The above description is only exemplary of the present invention and should not be taken as limiting the scope of the present invention, and any modifications, equivalents, improvements, etc. that are within the spirit and principle of the present invention should be included in the present invention.

Claims

1. A neural network model training method, the method comprising:

acquiring a label set consisting of a plurality of labels as text labels;

training the neural network model based on the sample feature set and the label set in the following way:

training the mth-level neural network model to predict the performance of the corresponding label according to the keyword by taking the training result of the (m-1) th layer and the sample feature set as the input of the mth layer neural network model and taking the mth label in the label set as the output of the mth layer neural network model; m is more than or equal to 2 and less than or equal to M, and M is the total number of the tags included in the tag set; the neural network model includes: the system comprises an input layer, M hidden layers and an output layer, wherein the M hidden layers take neural networks of M multilayer perceptrons (MLPs) as M classifiers and construct the M classifiers in a chain structure.

2. The method of claim 1, wherein obtaining a sample feature set consisting of semantic topic feature vectors of a plurality of texts comprises:

acquiring keywords of a text;

determining semantic subject feature vectors of the text based on the keywords;

and constructing a sample feature set based on the semantic topic feature vector.
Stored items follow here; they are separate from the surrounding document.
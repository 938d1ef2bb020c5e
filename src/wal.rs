use std::fs::{self, File, OpenOptions};
use std::io::{self, BufReader, BufWriter, Read, Write};
use std::path::{Path, PathBuf};

use crate::model::Event;

/// Largest payload a record may declare. A bigger length prefix can only come
/// from a corrupt tail.
pub const MAX_RECORD_BYTES: usize = 1 << 20;

/// Encode a single event to [len][bincode][crc32] format.
fn encode_event(writer: &mut impl Write, event: &Event) -> io::Result<()> {
    let payload =
        bincode::serialize(event).map_err(|e| io::Error::new(io::ErrorKind::InvalidData, e))?;
    if payload.len() > MAX_RECORD_BYTES {
        return Err(io::Error::new(io::ErrorKind::InvalidData, "record too large"));
    }
    let len = payload.len() as u32;
    writer.write_all(&len.to_le_bytes())?;
    writer.write_all(&payload)?;
    writer.write_all(&crc32fast::hash(&payload).to_le_bytes())?;
    Ok(())
}

/// Read exactly `buf.len()` bytes. `Ok(false)` means the log ended (cleanly or
/// mid-record); the caller stops replaying either way.
fn read_chunk(reader: &mut impl Read, buf: &mut [u8]) -> io::Result<bool> {
    match reader.read_exact(buf) {
        Ok(()) => Ok(true),
        Err(e) if e.kind() == io::ErrorKind::UnexpectedEof => Ok(false),
        Err(e) => Err(e),
    }
}

/// Decode the next entry. `None` on end of log, truncation or corruption.
fn decode_next(reader: &mut impl Read) -> io::Result<Option<Event>> {
    let mut len_buf = [0u8; 4];
    if !read_chunk(reader, &mut len_buf)? {
        return Ok(None);
    }
    let len = u32::from_le_bytes(len_buf) as usize;
    if len > MAX_RECORD_BYTES {
        return Ok(None);
    }
    let mut payload = vec![0u8; len];
    if !read_chunk(reader, &mut payload)? {
        return Ok(None);
    }
    let mut crc_buf = [0u8; 4];
    if !read_chunk(reader, &mut crc_buf)? {
        return Ok(None);
    }
    if u32::from_le_bytes(crc_buf) != crc32fast::hash(&payload) {
        return Ok(None);
    }
    Ok(bincode::deserialize::<Event>(&payload).ok())
}

/// Append-only write-ahead log of appointment and registry events.
///
/// Format per entry: `[u32: len][bincode: Event][u32: crc32]`
/// - `len` is the byte length of the bincode payload (not including the CRC).
/// - A truncated or corrupt tail (crash mid-write) is discarded on replay.
///
/// A batch that fails to commit is cut back off the file. If even that fails
/// the log is poisoned: `writer` stays `None` and every later append errors
/// until a compaction rewrites the file.
pub struct Wal {
    writer: Option<BufWriter<File>>,
    path: PathBuf,
    appends_since_compact: u64,
}

impl Wal {
    /// Open (or create) the WAL file at `path`.
    pub fn open(path: &Path) -> io::Result<Self> {
        let file = OpenOptions::new().create(true).append(true).open(path)?;
        Ok(Self {
            writer: Some(BufWriter::new(file)),
            path: path.to_path_buf(),
            appends_since_compact: 0,
        })
    }

    /// Append and fsync a single event. Production code batches through
    /// `append_buffered` + `flush_sync` instead.
    #[cfg(test)]
    pub fn append(&mut self, event: &Event) -> io::Result<()> {
        self.commit(std::slice::from_ref(event))
    }

    fn writer(&mut self) -> io::Result<&mut BufWriter<File>> {
        self.writer
            .as_mut()
            .ok_or_else(|| io::Error::other("WAL poisoned by an earlier failed rollback"))
    }

    /// Write and fsync a batch as a unit. On any error the file is cut back
    /// to its length before the batch, so no record of a failed batch can
    /// surface on replay.
    pub fn commit(&mut self, events: &[Event]) -> io::Result<()> {
        let committed_len = self.writer()?.get_ref().metadata()?.len();
        let written = events
            .iter()
            .try_for_each(|event| self.append_buffered(event))
            .and_then(|()| self.flush_sync());
        match written {
            Ok(()) => {
                self.appends_since_compact += events.len() as u64;
                Ok(())
            }
            Err(e) => {
                if let Err(rollback) = self.rollback(committed_len) {
                    tracing::error!("WAL rollback failed, refusing further appends: {rollback}");
                }
                Err(e)
            }
        }
    }

    /// Buffer an event without flushing. Nothing is durable until `flush_sync`.
    fn append_buffered(&mut self, event: &Event) -> io::Result<()> {
        encode_event(self.writer()?, event)
    }

    /// Flush the BufWriter and fsync the underlying file.
    pub fn flush_sync(&mut self) -> io::Result<()> {
        let writer = self.writer()?;
        writer.flush()?;
        writer.get_ref().sync_all()
    }

    /// Drop whatever is still buffered and truncate the file to `len`. The
    /// writer is only put back once the truncation is durable.
    fn rollback(&mut self, len: u64) -> io::Result<()> {
        let writer = self.writer.take().ok_or_else(|| io::Error::other("WAL poisoned"))?;
        let (file, _unwritten) = writer.into_parts();
        file.set_len(len)?;
        file.sync_all()?;
        self.writer = Some(BufWriter::new(file));
        Ok(())
    }

    pub fn appends_since_compact(&self) -> u64 {
        self.appends_since_compact
    }

    /// Replace the log with `events`: write a temp file, fsync, rename over
    /// the WAL and reopen for appending.
    pub fn compact(&mut self, events: &[Event]) -> io::Result<()> {
        let tmp_path = self.path.with_extension("wal.tmp");
        {
            let mut writer = BufWriter::new(File::create(&tmp_path)?);
            for event in events {
                encode_event(&mut writer, event)?;
            }
            writer.flush()?;
            writer.get_ref().sync_all()?;
        }
        fs::rename(&tmp_path, &self.path)?;
        let file = OpenOptions::new().create(true).append(true).open(&self.path)?;
        self.writer = Some(BufWriter::new(file));
        self.appends_since_compact = 0;
        Ok(())
    }

    /// Replay the WAL from disk, returning all valid events.
    pub fn replay(path: &Path) -> io::Result<Vec<Event>> {
        let file = match File::open(path) {
            Ok(f) => f,
            Err(e) if e.kind() == io::ErrorKind::NotFound => return Ok(Vec::new()),
            Err(e) => return Err(e),
        };
        let mut reader = BufReader::new(file);
        let mut events = Vec::new();
        while let Some(event) = decode_next(&mut reader)? {
            events.push(event);
        }
        Ok(events)
    }
}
3. The method of claim 2, wherein obtaining keywords of the text comprises:

performing word segmentation processing on the text to obtain a plurality of words;

calculating a word weight of each word;

4. The method of claim 3, wherein the calculating a word weight for each word comprises:

calculating a first word weight based on the self-attribute of each word;

5. The method of claim 4, wherein computing inter-word weights based on the first word weight for each word and the first weights for words in the set of words comprises:

and carrying out weighted iteration on the first word weight of each word and the first weight of each word in the word set to obtain the inter-word weight.

6. A method for text label determination, the method comprising:

calculating semantic topic feature vectors of the text;

inputting the semantic topic feature vector into an m-level neural network model, wherein the m-level neural network model is obtained by training according to the neural network model training method of claim 1, and corresponding m labels are obtained, wherein m is more than or equal to 2;

7. The method of claim 6, wherein the calculating the distribution probability of each label in the label set under different categories comprises:

and calculating the ratio of the number of samples covered by one label in the class labels to the number of samples of all labels in the class labels to obtain the distribution probability of each label in the label set under different classes.

8. An apparatus for neural network model training, the apparatus comprising:

the system comprises an acquisition unit, a processing unit and a processing unit, wherein the acquisition unit is used for acquiring a sample characteristic set formed by semantic subject characteristic vectors of a plurality of texts and a label set formed by a plurality of labels as text labels;

a training unit, configured to train the neural network model according to the sample feature set and the label set in the following manner:

9. A text label determination apparatus, the apparatus comprising:

an input unit, configured to input feature vectors of keywords corresponding to the text into an m-level neural network model, where the m-level neural network model is obtained by training according to the neural network model training method of claim 1, and m corresponding tags are obtained, where m is greater than or equal to 2;

and the second calculating unit is used for calculating the distribution probability of each label in the label sets under different categories, and performing weighted calculation on the m labels and the distribution probability to obtain the label set corresponding to the text.